Hinton was born in 1947, which made him 63 years-old in 2010, the year he and his graduate students developed and published AlexNet, the deep neural network that blew the machine learning field wide open.

This was the product of a lifetime of working on neural networks. Hinton was one of the original leaders in the field in the 1980s, and developed the practice of back-propagation, which is still a critical element of deep neural networks.

But neural networks faded into relative obscurity until AlexNet revolutionized the field with a GPU implementation in 2010.

It’s nice for the rest of us to remember that our engineering life doesn’t end at 30.

Deep Learning Frameworks

I’ve finished NVIDIA’s introductory Deep Learning course, and I’m now starting Udacity’s.

These courses outline the construction and use of Deep Neural Networks (DNNs) for image processing and text recognition. They’re great!

Here are some of the highights:

DIGITS: This is NVIDIA’s Deep Learning visualization program. It presents a GUI for both building and reviewing DNNs.

Caffe: There are several frameworks for building DNNs, but Caffe seems the most straightforward. Although it is written in C++ and provides a Python interface, no coding is required to get started. This is because Caffe can be configured with Google Protobuf, a JSON-like text format.

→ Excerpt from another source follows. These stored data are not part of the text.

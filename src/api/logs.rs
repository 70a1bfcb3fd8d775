use crate::auth::auth::AuthUser;
use crate::model::employee_log;
use actix_web::{HttpResponse, Responder, web};
use chrono::NaiveDate;
use serde::Deserialize;
use serde_json::json;
use sqlx::MySqlPool;
use tracing::error;

#[derive(Debug, Deserialize)]
pub struct LogQuery {
    pub limit: Option<u32>,
    pub action: Option<String>,
    pub employee_id: Option<u64>,
}

fn fetch_error(e: sqlx::Error) -> HttpResponse {
    error!(error = %e, "Failed to fetch logs");
    HttpResponse::InternalServerError().json(json!({
        "success": false,
        "message": "Failed to fetch logs"
    }))
}

fn logs_response(logs: Vec<employee_log::EmployeeLog>) -> HttpResponse {
    HttpResponse::Ok().json(json!({
        "success": true,
        "count": logs.len(),
        "logs": logs
    }))
}

/// The authenticated employee's own audit trail
#[utoipa::path(
    get,
    path = "/api/employee/my-logs",
    params(("limit" = Option<u32>, Query, description = "Max entries, default 50")),
    responses(
        (status = 200, description = "Audit entries, newest first"),
        (status = 401, description = "Unauthorized")
    ),
    security(("bearer_auth" = [])),
    tag = "Logs"
)]
pub async fn my_logs(
    auth: AuthUser,
    query: web::Query<LogQuery>,
    pool: web::Data<MySqlPool>,
) -> impl Responder {
    let limit = query.limit.unwrap_or(50).clamp(1, 500);

    match employee_log::logs_for_employee(pool.get_ref(), auth.employee_id, limit).await {
        Ok(logs) => logs_response(logs),
        Err(e) => fetch_error(e),
    }
}

/// Admin: recent audit entries, filterable by action and employee
#[utoipa::path(
    get,
    path = "/api/admin/logs",
    params(
        ("limit" = Option<u32>, Query, description = "Max entries, default 100"),
        ("action" = Option<String>, Query, description = "Filter by action tag"),
        ("employee_id" = Option<u64>, Query, description = "Filter by employee")
    ),
    responses(
        (status = 200, description = "Audit entries, newest first"),
        (status = 403, description = "Forbidden")
    ),
    security(("bearer_auth" = [])),
    tag = "Logs"
)]
pub async fn list_logs(query: web::Query<LogQuery>, pool: web::Data<MySqlPool>) -> impl Responder {
    let limit = query.limit.unwrap_or(100).clamp(1, 1000);

    match employee_log::recent_logs(
        pool.get_ref(),
        query.action.as_deref(),
        query.employee_id,
        limit,
    )
    .await
    {
        Ok(logs) => logs_response(logs),
        Err(e) => fetch_error(e),
    }
}

/// Admin: login/logout history for one employee
#[utoipa::path(
    get,
    path = "/api/admin/logs/login/{employee_id}",
    params(
        ("employee_id" = u64, Path, description = "Employee ID"),
        ("limit" = Option<u32>, Query, description = "Max entries, default 50")
    ),
    responses(
        (status = 200, description = "Login history, newest first"),
        (status = 403, description = "Forbidden")
    ),
    security(("bearer_auth" = [])),
    tag = "Logs"
)]
pub async fn login_logs(
    path: web::Path<u64>,
    query: web::Query<LogQuery>,
    pool: web::Data<MySqlPool>,
) -> impl Responder {
    let employee_id = path.into_inner();
    let limit = query.limit.unwrap_or(50).clamp(1, 500);

    match employee_log::login_logs(pool.get_ref(), employee_id, limit).await {
        Ok(logs) => logs_response(logs),
        Err(e) => fetch_error(e),
    }
}

/// Admin: attendance-related audit entries for one calendar date
#[utoipa::path(
    get,
    path = "/api/admin/logs/attendance/{date}",
    params(("date" = String, Path, description = "Calendar date, YYYY-MM-DD")),
    responses(
        (status = 200, description = "Attendance audit entries, oldest first"),
        (status = 400, description = "Malformed date"),
        (status = 403, description = "Forbidden")
    ),
    security(("bearer_auth" = [])),
    tag = "Logs"
)]
pub async fn attendance_logs(
    path: web::Path<String>,
    pool: web::Data<MySqlPool>,
) -> impl Responder {
    let raw = path.into_inner();
    let date = match NaiveDate::parse_from_str(&raw, "%Y-%m-%d") {
        Ok(date) => date,
        Err(_) => {
            return HttpResponse::BadRequest().json(json!({
                "success": false,
                "message": "date must be in YYYY-MM-DD format"
            }));
        }
    };

    match employee_log::attendance_logs_for_date(pool.get_ref(), date).await {
        Ok(logs) => HttpResponse::Ok().json(json!({
            "success": true,
            "count": logs.len(),
            "date": raw,
            "logs": logs
        })),
        Err(e) => fetch_error(e),
    }
}
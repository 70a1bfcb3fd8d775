use chrono::{NaiveDate, NaiveDateTime, Utc};
use serde::{Deserialize, Serialize};
use sqlx::MySqlPool;
use strum_macros::{Display, EnumString};
use utoipa::ToSchema;

/// The four timer kinds plus the four administrative day statuses. The
/// kebab-case form is what travels over the wire and what the `status`
/// column stores.
#[derive(Debug, Copy, Clone, Eq, PartialEq, Display, EnumString)]
#[strum(serialize_all = "kebab-case")]
pub enum EventKind {
    CheckIn,
    LunchOut,
    LunchIn,
    CheckOut,
    Present,
    Absent,
    Leave,
    HalfDay,
}

impl EventKind {
    pub fn parse(s: &str) -> Option<Self> {
        s.parse().ok()
    }

    /// Administrative kinds set the day status directly and never touch a
    /// time slot.
    pub fn is_administrative(&self) -> bool {
        matches!(
            self,
            EventKind::Present | EventKind::Absent | EventKind::Leave | EventKind::HalfDay
        )
    }
}

/// One stored attendance event row. Rows are append-only: repeated kinds on
/// the same (employee, date) produce additional rows, and `marked_at` plus
/// the insertion id define the fold order.
#[derive(Debug, Clone, Serialize, Deserialize, sqlx::FromRow, ToSchema)]
pub struct AttendanceEvent {
    #[schema(example = 1)]
    pub id: u64,

    #[schema(example = 7)]
    pub employee_id: u64,

    #[schema(example = "2024-01-10", value_type = String, format = "date")]
    pub date: NaiveDate,

    /// The event kind tag, except that a check-out row is stored as
    /// `present`.
    #[schema(example = "check-in")]
    pub status: String,

    #[schema(value_type = Option<String>, format = "date-time")]
    pub check_in_time: Option<NaiveDateTime>,

    #[schema(value_type = Option<String>, format = "date-time")]
    pub lunch_out_time: Option<NaiveDateTime>,

    #[schema(value_type = Option<String>, format = "date-time")]
    pub lunch_in_time: Option<NaiveDateTime>,

    #[schema(value_type = Option<String>, format = "date-time")]
    pub check_out_time: Option<NaiveDateTime>,

    #[schema(example = "Checked in")]
    pub remarks: String,

    /// Actor email, or "system".
    #[schema(example = "admin@company.com")]
    pub marked_by: String,

    /// Server clock at recording time, never client input.
    #[schema(value_type = String, format = "date-time")]
    pub marked_at: NaiveDateTime,
}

Theano: NVIDIA’s course advises that the various Deep Learning frameworks are “more similar than they are different”, but Theano is at least syntactically different than Caffe. Theano is a Python symbolic math library, on top of which various packages offer DNN capability.

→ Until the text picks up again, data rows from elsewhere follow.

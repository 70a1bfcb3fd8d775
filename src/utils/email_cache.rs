use anyhow::Result;
use futures_util::StreamExt;
use moka::future::Cache;
use once_cell::sync::Lazy;
use sqlx::MySqlPool;
use std::time::Duration;

/// true  => email is TAKEN
/// false => email is AVAILABLE (usually we store only taken)
pub static EMAIL_CACHE: Lazy<Cache<String, bool>> = Lazy::new(|| {
    Cache::builder()
        .max_capacity(500_000)
        .time_to_live(Duration::from_secs(86400)) // 24h TTL
        .build()
});

/// Mark a single email as taken
pub async fn mark_taken(email: &str) {
    EMAIL_CACHE.insert(email.to_lowercase(), true).await;
}

/// Check if an email is taken
pub async fn is_taken(email: &str) -> bool {
    EMAIL_CACHE.get(&email.to_lowercase()).await.unwrap_or(false)
}

/// Batch mark emails as taken
async fn batch_mark(emails: &[String]) {
    let futures: Vec<_> = emails
        .iter()
        .map(|e| EMAIL_CACHE.insert(e.to_lowercase(), true))
        .collect();

    futures::future::join_all(futures).await;
}

/// Load only RECENTLY touched employee emails into the in-memory cache
/// (batched).
pub async fn warmup_email_cache(pool: &MySqlPool, days: u32, batch_size: usize) -> Result<()> {
    let mut stream = sqlx::query_as::<_, (String,)>(
        r#"
        SELECT email
        FROM employees
        WHERE updated_at >= NOW() - INTERVAL ? DAY
        ORDER BY updated_at DESC
        "#,
    )
    .bind(days)
    .fetch(pool);

    let mut batch = Vec::with_capacity(batch_size);
    let mut total_count = 0usize;

    while let Some(row) = stream.next().await {
        let (email,) = row?;
        batch.push(email);
        total_count += 1;

        if batch.len() >= batch_size {
            batch_mark(&batch).await;
            batch.clear();
        }
    }

    if !batch.is_empty() {
        batch_mark(&batch).await;
    }

    log::info!(
        "Email cache warmup complete: {} employees (last {} days)",
        total_count,
        days
    );

    Ok(())
}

Torch: Torch is Facebook’s tool of choice for DNN research, and it gets support from Google, NVIDIA, and other major Deep Learning companies, as well. It uses the Lua programming language (yay, Brazil!).

TensorFlow: In the same way that Torch is Facebook’s go-to DNN tool, TensorFlow fills that role for Google. Like many Google projects, it is Python-based. I am just diving into TensorFlow now, via Udacity’s course, so I may have more to say later.

cuDNN: This is NVIDIA’s library for parallelizing DNN training on the GPU. It is the key to building large neural networks, and all of the DNN frameworks integrate with it. As Google’s Vincent Vanhoucke relates, neural networks went through a period of popularity in the eighties and nineties, and then slumped in the 2000s, as CPUs weren’t able to provide enough power to train large networks. The publication of AlexNet (2012), showed that the use of GPU parallelization could provide massive training acceleration. This revolutionized the field.

Convolutional Neural Networks (CNNs): Convolutional Neural Networks are a building block of DNNs that involve learning on small parts of an image and then tiling the neighboring small parts to learn over the entire image. This blocking and tiling reduces the learning complexity, which is especially important for large images.